Wirtschaft: Geld allein reicht nicht

Angestellte erwarten vom Arbeitgeber soziales Engagement – Mitmachprogramme dienen auch der Mitarbeiterbindung.

Malaysische Manager der Allianz-Versicherung haben neuerdings einen Nebenjob: Sie lassen sich zu Verkehrssicherheits-Botschaftern schulen. Chin Chap Nguen, Vertriebschef im Bundesstaat Perak, hat einen solchen halbtägigen Kurs des Verkehrsministeriums absolviert. Regelmäßig steht er nun zusammen mit Polizisten an stark befahrenen Straßen in der malaysischen Stadt Ipoh. Dort hält er Motorradfahrer ohne Kopfschutz an, warnt sie vor ihrem hohen Unfallrisiko und schenkt ihnen Helme.

So wie in Malaysia engagieren sich in mehr als 30 Ländern Mitarbeiter des deutschen Versicherungskonzerns ehrenamtlich, um dabei zu helfen, die Zahl der Verkehrsopfer global zu senken. Unternehmen sind nicht nur ökonomische Akteure, sondern tragen auch eine gesellschaftliche Verantwortung. Wenn über diese guten Taten auch noch publikumswirksam gesprochen wird, haben die Konzerne meist nichts dagegen.

Jeder kennt die Bilder von Gala-Veranstaltungen, wo Schecks für einen guten Zweck überreicht werden. Dabei geht es meistens um den guten Ruf, hier und da auch um Standortpflege. „Es reichte lange, hier ein Opernhaus zu fördern und da die freiwillige Feuerwehr. Eine globale Strategie und ein zentrales Management steckte aber nicht dahinter. Das hat sich grundlegend gewandelt“, sagt Astrid Kaltenegger, die den Bereich „Allianz4Good“ der Gruppe leitet. Sie fährt fort: „Heute schauen wir gezielt, wo wir unsere Expertise nutzbringend für die Gesellschaft beisteuern können.“

Ihre Kollegen können sich außer zu Verkehrssicherheit und Unfallprävention auch dafür schulen lassen, Kindern und Teenagern den sinnvollen Umgang mit Geld beizubringen. Werbung für Allianz-Produkte ist dabei tabu. Diese Themen des „Corporate Volunteering“-Programms sind global festgelegt, aber die jeweiligen Aktionen vor Ort werden von den Mitarbeitern organisiert.

Inzwischen erwarten viele Beschäftigte von ihrem Arbeitgeber Einsatz für die Gesellschaft oder die Umwelt. So ergab eine Befragung durch das Weiterbildungsinstitut „die Führungskräfte“ unter rund 440 Managern, dass 36,1 Prozent von ihnen bei der Wahl ihres Arbeitgebers auch auf die Ethik ihres Unternehmens geachtet haben. Für weitere 29,5 Prozent war das Unternehmensimage „zum Teil“ wichtig.
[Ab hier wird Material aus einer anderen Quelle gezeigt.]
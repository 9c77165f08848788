//! Rooms.

use super::{shared, EntityRef, Shared};

/// Shared handle to a host room.
pub type RoomRef = Shared<Room>;

/// A room and the entities placed in it, in placement order.
#[derive(Debug, Clone, Default)]
pub struct Room {
    pub name: String,
    pub x: i32,
    pub y: i32,
    pub width: i32,
    pub height: i32,
    pub entities: Vec<EntityRef>,
}

impl Room {
    pub fn new(name: impl Into<String>, width: i32, height: i32) -> Self {
        Self {
            name: name.into(),
            width,
            height,
            ..Default::default()
        }
    }

    pub fn with_entity(mut self, entity: EntityRef) -> Self {
        self.entities.push(entity);
        self
    }

    pub fn into_ref(self) -> RoomRef {
        shared(self)
    }

    pub fn entity_by_id(&self, id: i64) -> Option<EntityRef> {
        self.entities
            .iter()
            .find(|entity| entity.borrow().id == id)
            .cloned()
    }
}
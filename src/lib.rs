//! mapscript - Lua plugin bridge for a map editor.
//!
//! Entity plugins written in Lua describe how map objects render and react
//! to edits. This crate hosts them: it loads plugin files, hands host
//! entities and rooms to plugin code without copying them, and evaluates
//! plugin members so that one broken plugin cannot take down the editor.

pub mod config;
pub mod error;
pub mod logging;
pub mod map;
pub mod script;

pub use config::Config;
pub use error::{BridgeError, Result};
pub use map::{Entity, EntityRef, Node, Room, RoomRef, StagedEdit};
pub use script::{
    shared_engine, EditHook, HostValue, Invocation, LiteralEvaluator, Member, PluginCatalog,
    PluginDescriptor, PluginLoader, ScriptEngine,
};
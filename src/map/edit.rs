//! Staged property edits applied to an entity as one unit.

use std::collections::BTreeMap;

use crate::script::value::HostValue;
use crate::{BridgeError, Result};

use super::{shared, EntityRef, Node, Shared};

/// A batch of named property edits against one entity.
///
/// Fixed fields (`x`, `y`, `width`, `height`) and property-bag keys share
/// one namespace, the same way scripts see them. The node list is staged
/// as a whole. Nothing reaches the entity until [`StagedEdit::apply`], which
/// validates every edit before writing any of them.
///
/// Wrapper handles are refused: they die with the operation that issued
/// them and must never end up in host data.
#[derive(Debug, Default)]
pub struct StagedEdit {
    fields: BTreeMap<String, HostValue>,
    nodes: Option<Shared<Vec<Node>>>,
}

impl StagedEdit {
    pub fn new() -> Self {
        Self::default()
    }

    /// Stage a value. `nil` removes a property-bag key on apply.
    pub fn set(&mut self, name: &str, value: HostValue) -> Result<()> {
        if value.holds_wrapper() {
            return Err(BridgeError::Validation(format!(
                "'{name}' cannot hold a wrapper handle: {value}"
            )));
        }
        if name == "nodes" {
            self.nodes = Some(shared(parse_nodes(value)?));
            return Ok(());
        }
        if matches!(name, "_id" | "_name") {
            return Err(BridgeError::Validation(format!("'{name}' is read-only")));
        }
        self.fields.insert(name.to_string(), value);
        Ok(())
    }

    pub fn get(&self, name: &str) -> Option<&HostValue> {
        self.fields.get(name)
    }

    /// Names with a staged value, in order.
    pub fn field_names(&self) -> impl Iterator<Item = &str> {
        self.fields.keys().map(String::as_str)
    }

    /// The staged node list, if nodes were touched.
    pub fn nodes(&self) -> Option<&Shared<Vec<Node>>> {
        self.nodes.as_ref()
    }

    /// Stage the node list, seeding it from the entity on first use.
    pub fn nodes_or_copy(&mut self, entity: &EntityRef) -> Shared<Vec<Node>> {
        self.nodes
            .get_or_insert_with(|| shared(entity.borrow().nodes.borrow().clone()))
            .clone()
    }

    pub fn is_empty(&self) -> bool {
        self.fields.is_empty() && self.nodes.is_none()
    }

    /// Number of staged edits (the node list counts as one).
    pub fn len(&self) -> usize {
        self.fields.len() + usize::from(self.nodes.is_some())
    }

    /// Apply every staged edit, or none of them.
    ///
    /// Returns whether the entity ended up different from before.
    pub fn apply(&self, entity: &EntityRef) -> Result<bool> {
        let mut fields = Vec::new();
        let mut data = Vec::new();
        for (name, value) in &self.fields {
            if super::Entity::is_field(name) {
                let number = value.to_int::<i32>().map_err(|e| {
                    BridgeError::Validation(format!("field '{name}': {e}"))
                })?;
                fields.push((name.as_str(), number));
            } else {
                data.push((name, value));
            }
        }

        let mut changed = false;
        let mut target = entity.borrow_mut();
        for (name, number) in fields {
            if let Some(slot) = target.field_mut(name) {
                changed |= *slot != number;
                *slot = number;
            }
        }
        {
            let mut bag = target.data.borrow_mut();
            for (name, value) in data {
                let previous = if value.is_nil() {
                    bag.remove(name)
                } else {
                    bag.insert(name.clone(), value.clone())
                };
                changed |= previous.as_ref().unwrap_or(&HostValue::Nil) != value;
            }
        }
        if let Some(staged) = &self.nodes {
            let staged = staged.borrow();
            let mut nodes = target.nodes.borrow_mut();
            if *nodes != *staged {
                nodes.clone_from(&staged);
                changed = true;
            }
        }
        Ok(changed)
    }
}

fn parse_nodes(value: HostValue) -> Result<Vec<Node>> {
    let HostValue::List(items) = value else {
        return Err(BridgeError::Validation(format!(
            "nodes must be a list, got {}",
            value.kind()
        )));
    };
    items
        .iter()
        .enumerate()
        .map(|(i, item)| {
            Node::from_value(item).ok_or_else(|| {
                BridgeError::Validation(format!("node {} is not an {{x, y}} pair: {item}", i + 1))
            })
        })
        .collect()
}
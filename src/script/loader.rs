//! Plugin loading from source text and plugin directories.

use std::collections::BTreeMap;
use std::fs::{self, FileType};
use std::path::{Path, PathBuf};

use mlua::{Table, Value};
use tracing::{debug, info, warn};

use super::contract::PluginDescriptor;
use super::engine::ScriptEngine;
use crate::map::Entity;
use crate::{BridgeError, Result};

/// Outcome of loading a directory.
#[derive(Debug, Default)]
pub struct LoadReport {
    /// Plugins registered.
    pub loaded: usize,
    /// Files that failed, with the reason.
    pub errors: Vec<(String, String)>,
}

impl LoadReport {
    pub fn has_errors(&self) -> bool {
        !self.errors.is_empty()
    }
}

/// Plugins by name. A later registration under the same name replaces the
/// earlier one.
#[derive(Debug, Default)]
pub struct PluginCatalog {
    plugins: BTreeMap<String, PluginDescriptor>,
}

impl PluginCatalog {
    pub fn new() -> Self {
        Self::default()
    }

    pub fn insert(&mut self, plugin: PluginDescriptor) {
        let name = plugin.name().to_string();
        if let Some(previous) = self.plugins.insert(name.clone(), plugin) {
            warn!(
                plugin = %name,
                previous = %previous.source(),
                "plugin registered twice, later declaration wins"
            );
        }
    }

    pub fn get(&self, name: &str) -> Option<&PluginDescriptor> {
        self.plugins.get(name)
    }

    /// The plugin handling `entity`.
    pub fn for_entity(&self, entity: &Entity) -> Option<&PluginDescriptor> {
        self.get(&entity.name)
    }

    pub fn names(&self) -> impl Iterator<Item = &str> {
        self.plugins.keys().map(String::as_str)
    }

    pub fn len(&self) -> usize {
        self.plugins.len()
    }

    pub fn is_empty(&self) -> bool {
        self.plugins.is_empty()
    }
}

/// Loads plugin declarations into an engine.
pub struct PluginLoader<'a> {
    engine: &'a ScriptEngine,
    extension: String,
}

impl<'a> PluginLoader<'a> {
    pub fn new(engine: &'a ScriptEngine) -> Self {
        Self {
            engine,
            extension: "lua".to_string(),
        }
    }

    pub fn with_extension(mut self, extension: impl Into<String>) -> Self {
        self.extension = extension.into();
        self
    }

    /// Load every declaration in `source`.
    ///
    /// A chunk returns either one declaration (a table with a `name`) or a
    /// list of them. Declarations without a text name are skipped with a
    /// warning; a chunk that fails to compile or run, or returns anything
    /// else, is an error.
    pub fn load_source(&self, chunk: &str, source: &str) -> Result<Vec<PluginDescriptor>> {
        let value = self.engine.eval_source(chunk, source)?;
        let Value::Table(table) = value else {
            return Err(BridgeError::Contract(format!(
                "{chunk} must return a plugin table, got {}",
                value.type_name()
            )));
        };

        let declarations: Vec<Table> = if has_name(&table) {
            vec![table]
        } else {
            let mut list = Vec::new();
            for entry in table.sequence_values::<Value>() {
                match entry {
                    Ok(Value::Table(declaration)) => list.push(declaration),
                    Ok(other) => warn!(
                        chunk,
                        kind = other.type_name(),
                        "plugin list entry is not a table, skipping"
                    ),
                    Err(e) => warn!(chunk, error = %e, "unreadable plugin list entry, skipping"),
                }
            }
            list
        };

        let mut plugins = Vec::with_capacity(declarations.len());
        for declaration in declarations {
            match PluginDescriptor::from_table(self.engine, chunk, &declaration) {
                Ok(plugin) => plugins.push(plugin),
                Err(e) => warn!(chunk, error = %e, "skipping plugin declaration"),
            }
        }
        Ok(plugins)
    }

    pub fn load_file(&self, path: &Path) -> Result<Vec<PluginDescriptor>> {
        let source = fs::read_to_string(path)?;
        self.load_source(&format!("@{}", path.display()), &source)
    }

    /// Load every plugin file under `dir` into `catalog`.
    pub fn load_dir(&self, dir: &Path, catalog: &mut PluginCatalog) -> LoadReport {
        let mut report = LoadReport::default();
        if dir.exists() {
            self.scan_directory(dir, catalog, &mut report);
        } else {
            debug!(dir = %dir.display(), "plugin directory does not exist");
        }
        info!(
            dir = %dir.display(),
            loaded = report.loaded,
            errors = report.errors.len(),
            "plugin directory loaded"
        );
        report
    }

    fn scan_directory(&self, dir: &Path, catalog: &mut PluginCatalog, report: &mut LoadReport) {
        let entries = match fs::read_dir(dir) {
            Ok(entries) => entries,
            Err(e) => {
                report.errors.push((dir.display().to_string(), e.to_string()));
                return;
            }
        };

        // File types come from the entries themselves, so symlinks are not followed.
        let mut paths: Vec<(PathBuf, FileType)> = entries
            .flatten()
            .filter_map(|entry| entry.file_type().ok().map(|kind| (entry.path(), kind)))
            .collect();
        paths.sort_by(|a, b| a.0.cmp(&b.0));

        for (path, kind) in paths {
            if kind.is_dir() {
                self.scan_directory(&path, catalog, report);
            } else if kind.is_symlink() && path.is_dir() {
                debug!(path = %path.display(), "skipping symlinked directory");
            } else if path.extension().is_some_and(|ext| ext == self.extension.as_str()) {
                match self.load_file(&path) {
                    Ok(plugins) => {
                        for plugin in plugins {
                            catalog.insert(plugin);
                            report.loaded += 1;
                        }
                    }
                    Err(e) => {
                        warn!(path = %path.display(), error = %e, "failed to load plugin file");
                        report.errors.push((path.display().to_string(), e.to_string()));
                    }
                }
            }
        }
    }
}

fn has_name(table: &Table) -> bool {
    !table.raw_get::<Value>("name").unwrap_or(Value::Nil).is_nil()
}

#[cfg(test)]
mod tests {
    use super::*;
    use crate::config::EngineConfig;
    use tempfile::TempDir;

    fn engine() -> ScriptEngine {
        ScriptEngine::new(&EngineConfig::default()).unwrap()
    }

    #[test]
    fn test_single_declaration() {
        let engine = engine();
        let plugins = PluginLoader::new(&engine)
            .load_source("spring.lua", "return { name = 'spring', depth = -1 }")
            .unwrap();
        assert_eq!(plugins.len(), 1);
        assert_eq!(plugins[0].name(), "spring");
    }

    #[test]
    fn test_declaration_list_skips_unnamed() {
        let engine = engine();
        let plugins = PluginLoader::new(&engine)
            .load_source(
                "many.lua",
                "return { { name = 'a' }, { depth = 1 }, 'junk', { name = 'b' } }",
            )
            .unwrap();
        let names: Vec<&str> = plugins.iter().map(|p| p.name()).collect();
        assert_eq!(names, vec!["a", "b"]);
    }

    #[test]
    fn test_bad_sources() {
        let engine = engine();
        let loader = PluginLoader::new(&engine);
        assert!(matches!(
            loader.load_source("broken.lua", "return {"),
            Err(BridgeError::Compile { .. })
        ));
        assert!(matches!(
            loader.load_source("number.lua", "return 5"),
            Err(BridgeError::Contract(_))
        ));
        assert!(matches!(
            loader.load_source("raise.lua", "error('load failed')"),
            Err(BridgeError::Runtime { .. })
        ));
    }

    #[test]
    fn test_load_dir_recursive_with_override() {
        let temp = TempDir::new().unwrap();
        let nested = temp.path().join("nested");
        fs::create_dir_all(&nested).unwrap();
        fs::write(temp.path().join("a.lua"), "return { name = 'box', depth = 1 }").unwrap();
        fs::write(nested.join("b.lua"), "return { name = 'box', depth = 2 }").unwrap();
        fs::write(temp.path().join("broken.lua"), "return {").unwrap();
        fs::write(temp.path().join("notes.txt"), "not a plugin").unwrap();

        let engine = engine();
        let mut catalog = PluginCatalog::new();
        let report = PluginLoader::new(&engine).load_dir(temp.path(), &mut catalog);

        assert_eq!(report.loaded, 2);
        assert_eq!(report.errors.len(), 1);
        assert_eq!(catalog.len(), 1);
        let source = catalog.get("box").unwrap().source();
        assert!(source.ends_with("b.lua"));
    }

    #[cfg(unix)]
    #[test]
    fn test_symlink_loop_is_not_followed() {
        let temp = TempDir::new().unwrap();
        let nested = temp.path().join("nested");
        fs::create_dir_all(&nested).unwrap();
        fs::write(nested.join("a.lua"), "return { name = 'a' }").unwrap();
        std::os::unix::fs::symlink(temp.path(), nested.join("loop")).unwrap();

        let engine = engine();
        let mut catalog = PluginCatalog::new();
        let report = PluginLoader::new(&engine).load_dir(temp.path(), &mut catalog);

        assert_eq!(report.loaded, 1);
        assert!(!report.has_errors());
    }

    #[test]
    fn test_missing_dir_is_empty() {
        let engine = engine();
        let mut catalog = PluginCatalog::new();
        let report =
            PluginLoader::new(&engine).load_dir(Path::new("/nonexistent/plugins"), &mut catalog);
        assert_eq!(report.loaded, 0);
        assert!(!report.has_errors());
    }
}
Wie wichtig das Thema „soziales Engagement“ für die Belegschaft insgesamt ist, zeigt eine Mitarbeiterbefragung der Allianz in den USA und Österreich. Ihr Ergebnis überraschte die Personalmanager in der Münchener Zentrale. „Dass der Arbeitgeber es ermöglicht, an sozialen Projekten teilzunehmen, wurde in diesen beiden Ländern höher eingestuft als Weiterbildungsangebote“, sagt Astrid Kaltenegger. Zwar bleibt ein als fair empfundenes Gehalt das Hauptargument für die Zufriedenheit am Arbeitsplatz, „aber Mitarbeiter stellen immer öfter die Sinnfrage“.
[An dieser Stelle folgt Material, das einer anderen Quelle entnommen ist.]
//! Host-side map model exposed to plugins.
//!
//! These are the aggregates the bridge hands to scripts by reference. The
//! host owns them (shared, interior-mutable); facades in
//! [`crate::script::facade`] only ever hold non-owning clones of the
//! pointers.

use std::cell::RefCell;
use std::rc::Rc;

pub mod edit;
pub mod entity;
pub mod room;

pub use edit::StagedEdit;
pub use entity::{Entity, EntityRef, Node};
pub use room::{Room, RoomRef};

/// Host-owned, shared, interior-mutable aggregate.
pub type Shared<T> = Rc<RefCell<T>>;

/// Wrap a value for sharing with the bridge.
pub fn shared<T>(value: T) -> Shared<T> {
    Rc::new(RefCell::new(value))
}

/// Pointer identity of a shared aggregate.
pub fn identity<T>(value: &Shared<T>) -> usize {
    Rc::as_ptr(value) as *const () as usize
}
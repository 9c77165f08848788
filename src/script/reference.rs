//! Host-held references to script values.
//!
//! Script values the host keeps across calls (plugin functions, mostly)
//! live in a table on the interpreter keyed by a numeric id. The host holds
//! a [`ScriptRef`] for each. Dropping a `ScriptRef` never touches the
//! interpreter: it queues the id, and the owning thread releases queued ids
//! on its next [`ReferenceManager::drain`].

use std::cell::Cell;
use std::fmt;
use std::sync::atomic::{AtomicU64, Ordering};
use std::sync::mpsc::{self, Receiver, Sender};

use mlua::{Lua, Table, Value};
use tracing::{debug, trace};

use crate::BridgeError;

/// Global holding every captured value.
pub const REFS_GLOBAL: &str = "__host_refs";

static NEXT_RUNTIME: AtomicU64 = AtomicU64::new(1);

/// A host handle to a captured script value.
pub struct ScriptRef {
    id: u64,
    runtime: u64,
    releases: Sender<u64>,
}

impl ScriptRef {
    pub fn id(&self) -> u64 {
        self.id
    }
}

impl fmt::Debug for ScriptRef {
    fn fmt(&self, f: &mut fmt::Formatter<'_>) -> fmt::Result {
        f.debug_struct("ScriptRef")
            .field("id", &self.id)
            .field("runtime", &self.runtime)
            .finish()
    }
}

impl Drop for ScriptRef {
    fn drop(&mut self) {
        // The receiver is gone once the runtime itself is dropped.
        let _ = self.releases.send(self.id);
    }
}

/// Owner of the capture table and its release queue.
pub struct ReferenceManager {
    runtime: u64,
    next_id: Cell<u64>,
    live: Cell<usize>,
    releases: Sender<u64>,
    queue: Receiver<u64>,
}

impl ReferenceManager {
    /// Create the capture table on `lua`.
    pub fn install(lua: &Lua) -> mlua::Result<Self> {
        lua.globals().raw_set(REFS_GLOBAL, lua.create_table()?)?;
        let (releases, queue) = mpsc::channel();
        Ok(Self {
            runtime: NEXT_RUNTIME.fetch_add(1, Ordering::Relaxed),
            next_id: Cell::new(1),
            live: Cell::new(0),
            releases,
            queue,
        })
    }

    fn table(&self, lua: &Lua) -> mlua::Result<Table> {
        lua.globals().raw_get(REFS_GLOBAL)
    }

    /// Keep `value` alive until the returned reference is dropped and drained.
    pub fn capture(&self, lua: &Lua, value: Value) -> mlua::Result<ScriptRef> {
        if value.is_nil() {
            return Err(mlua::Error::external(BridgeError::Validation(
                "cannot capture nil".to_string(),
            )));
        }
        let id = self.next_id.get();
        self.next_id.set(id + 1);
        self.table(lua)?.raw_set(id, value)?;
        self.live.set(self.live.get() + 1);
        trace!(id, "captured script value");
        Ok(ScriptRef {
            id,
            runtime: self.runtime,
            releases: self.releases.clone(),
        })
    }

    /// Fetch the captured value.
    pub fn get(&self, lua: &Lua, reference: &ScriptRef) -> mlua::Result<Value> {
        if reference.runtime != self.runtime {
            return Err(mlua::Error::external(BridgeError::Validation(format!(
                "script reference {} belongs to another runtime",
                reference.id
            ))));
        }
        let value: Value = self.table(lua)?.raw_get(reference.id)?;
        if value.is_nil() {
            return Err(mlua::Error::external(BridgeError::Validation(format!(
                "script reference {} was already released",
                reference.id
            ))));
        }
        Ok(value)
    }

    /// Release every queued id. Returns how many were released.
    pub fn drain(&self, lua: &Lua) -> mlua::Result<usize> {
        let mut released = 0;
        let table = self.table(lua)?;
        while let Ok(id) = self.queue.try_recv() {
            table.raw_set(id, Value::Nil)?;
            released += 1;
        }
        if released > 0 {
            self.live.set(self.live.get().saturating_sub(released));
            debug!(released, live = self.live.get(), "released script references");
        }
        Ok(released)
    }

    /// Captured values not yet released.
    pub fn live(&self) -> usize {
        self.live.get()
    }
}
Daher sollen Mitmachprogramme für Gesellschaft und Umwelt auch dazu dienen, Mitarbeiter an ihren Arbeitgeber zu binden. „Viele Beschäftigte haben kaum Zeit, sich neben dem Job und der Familie in Eigenregie stark zu engagieren. Da finden sie es toll, wenn der Arbeitgeber etwas vorbereitet“, sagt Jutta Rump vom Institut für Beschäftigung an der Fachhochschule in Ludwigshafen. Die Professorin erforscht, wie sich Belegschaften in ihrer Leistungsbereitschaft und ihren Erwartungen an Arbeitgeber wandeln.
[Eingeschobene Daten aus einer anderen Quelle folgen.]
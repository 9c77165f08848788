//! Reference semantics of host objects handed to scripts.

mod common;

use std::rc::Rc;

use common::{engine, scene};
use mapscript::map::shared;
use mapscript::script::{
    CowWrapper, EntityWrapper, ListWrapper, MapWrapper, NodeWrapper, PropertyBag, RoomWrapper,
    Wrapper,
};
use mapscript::{BridgeError, Entity, HostValue};
use mlua::Value;

#[test]
fn test_every_facade_roundtrips_by_reference() {
    let engine = engine();
    let (room, entities) = scene(&[0]);
    let wrappers: Vec<Rc<dyn Wrapper>> = vec![
        Rc::new(EntityWrapper::new(Rc::clone(&entities[0]))),
        Rc::new(MapWrapper::new(shared(PropertyBag::new()))),
        Rc::new(ListWrapper::values(shared(vec![HostValue::Int(1)]))),
        Rc::new(CowWrapper::new(Rc::clone(&entities[0]))),
        Rc::new(RoomWrapper::new(Rc::clone(&room))),
        Rc::new(NodeWrapper::new(shared(vec![mapscript::Node::new(1, 2)]), 0)),
    ];

    for wrapper in wrappers {
        let pushed = engine.push_wrapper(Rc::clone(&wrapper)).unwrap();
        let pulled = engine.pull_wrapper(&pushed).unwrap();
        assert!(Rc::ptr_eq(&pulled, &wrapper), "{} lost identity", wrapper.kind());
    }
}

#[test]
fn test_entity_passed_through_script_comes_back_identical() {
    let engine = engine();
    let (_, entities) = scene(&[0]);
    let pushed = engine
        .push_wrapper(Rc::new(EntityWrapper::new(Rc::clone(&entities[0]))))
        .unwrap();
    engine.lua().globals().set("held", pushed).unwrap();

    let echoed: Value = engine
        .eval_source("echo", "local t = { inner = held } return t.inner")
        .unwrap();
    let entity = mapscript::script::marshal::pull_entity(engine.lua(), &echoed).unwrap();
    assert!(Rc::ptr_eq(&entity, &entities[0]));
}

#[test]
fn test_equality_is_identity_not_content() {
    let engine = engine();
    let a = Entity::new(1, "box", 4, 4).with_data("tag", "same").into_ref();
    let twin = Entity::new(1, "box", 4, 4).with_data("tag", "same").into_ref();

    let globals = engine.lua().globals();
    for (name, entity) in [("a1", &a), ("a2", &a), ("twin", &twin)] {
        let pushed = engine
            .push_wrapper(Rc::new(EntityWrapper::new(Rc::clone(entity))))
            .unwrap();
        globals.set(name, pushed).unwrap();
    }

    let same = engine.eval_source("eq", "return a1 == a2").unwrap();
    let different = engine.eval_source("eq", "return a1 == twin").unwrap();
    assert_eq!(engine.pull_value(&same).unwrap(), HostValue::Bool(true));
    assert_eq!(engine.pull_value(&different).unwrap(), HostValue::Bool(false));
}

#[test]
fn test_node_equality_follows_position() {
    let engine = engine();
    let entity = Entity::new(1, "zipper", 0, 0)
        .with_node(4, 4)
        .with_node(4, 4)
        .into_ref();
    let pushed = engine
        .push_wrapper(Rc::new(EntityWrapper::new(Rc::clone(&entity))))
        .unwrap();
    engine.lua().globals().set("e", pushed).unwrap();

    let same = engine.eval_source("eq", "return e.nodes[1] == e.nodes[1]").unwrap();
    let other = engine.eval_source("eq", "return e.nodes[1] == e.nodes[2]").unwrap();
    assert_eq!(engine.pull_value(&same).unwrap(), HostValue::Bool(true));
    assert_eq!(engine.pull_value(&other).unwrap(), HostValue::Bool(false));
}

#[test]
fn test_room_entities_iterate_in_order() {
    let engine = engine();
    let (room, _) = scene(&[5, 6, 7]);
    let pushed = engine.push_wrapper(Rc::new(RoomWrapper::new(room))).unwrap();
    engine.lua().globals().set("room", pushed).unwrap();

    let joined = engine
        .eval_source(
            "iterate",
            r#"local out = {}
            for i, entity in pairs(room.entities) do out[#out + 1] = i .. "=" .. entity.index end
            return table.concat(out, ",") .. ";" .. #room.entities"#,
        )
        .unwrap();
    assert_eq!(
        engine.pull_value(&joined).unwrap(),
        HostValue::Text("1=5,2=6,3=7;3".into())
    );
}

#[test]
fn test_iteration_survives_mutation() {
    let engine = engine();
    let mut bag = PropertyBag::new();
    for key in ["a", "b", "c", "d"] {
        bag.insert(key.to_string(), HostValue::Int(1));
    }
    let pushed = engine.push_wrapper(Rc::new(MapWrapper::new(shared(bag)))).unwrap();
    engine.lua().globals().set("bag", pushed).unwrap();

    let visited = engine
        .eval_source(
            "mutate",
            r#"local n = 0
            for k in pairs(bag) do
                n = n + 1
                bag[k] = nil
                bag["z" .. n] = n
                if n > 100 then break end
            end
            return n"#,
        )
        .unwrap();
    assert!(matches!(engine.pull_value(&visited).unwrap(), HostValue::Int(n) if n <= 101));
}

#[test]
fn test_stale_handle_after_operation() {
    let engine = engine();
    let (_, entities) = scene(&[0]);
    let pushed = engine
        .push_wrapper(Rc::new(EntityWrapper::new(Rc::clone(&entities[0]))))
        .unwrap();
    engine.lua().globals().set("kept", pushed.clone()).unwrap();
    engine.finish_operation();

    assert!(matches!(
        engine.pull_wrapper(&pushed),
        Err(BridgeError::StaleHandle { .. })
    ));
    let err = engine.eval_source("stale", "return kept.x").unwrap_err();
    assert!(err.to_string().contains("stale"));
}

#[test]
fn test_functions_do_not_marshal() {
    let engine = engine();
    let value = engine.eval_source("fn", "return print").unwrap();
    match engine.pull_value(&value) {
        Err(BridgeError::Conversion(err)) => {
            assert_eq!(err.from, "function");
            assert_eq!(err.to, "value");
        }
        other => panic!("unexpected {other:?}"),
    }
}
So kommt es, dass Angebote für Freiwilligeneinsätze bei großen Arbeitgebern zunehmen – und international abgestimmt werden. Der Chemiekonzern Bayer nimmt zum Beispiel sein 150-jähriges Firmenjubiläum in diesem Jahr zum Anlass, um ehrenamtliches Engagement erstmals weltweit finanziell zu unterstützen. Egal ob Mitarbeiter, Pensionär oder Bürger aus den Einzugsgebieten der 153 Werke, in drei Runden können sie sich bewerben. Die besten 150 Ideen werden bezuschusst – mit maximal je 5000 Euro. Schwerpunkte sind naturwissenschaftliche Bildung, Gesundheit und Soziales.

Die Palette der Ideen reicht von der Vorlese-Oma in einer Grundschule am Firmensitz in Leverkusen über Forscher, die Experimentierkästen kaufen und damit vielleicht im indischen Hyderabad Teenagern Chemie nahebringen, bis hin zur Suppenküche für Obdachlose im brasilianischen São Paulo. Insgesamt stellt der Konzern 750 000 Euro zur Verfügung.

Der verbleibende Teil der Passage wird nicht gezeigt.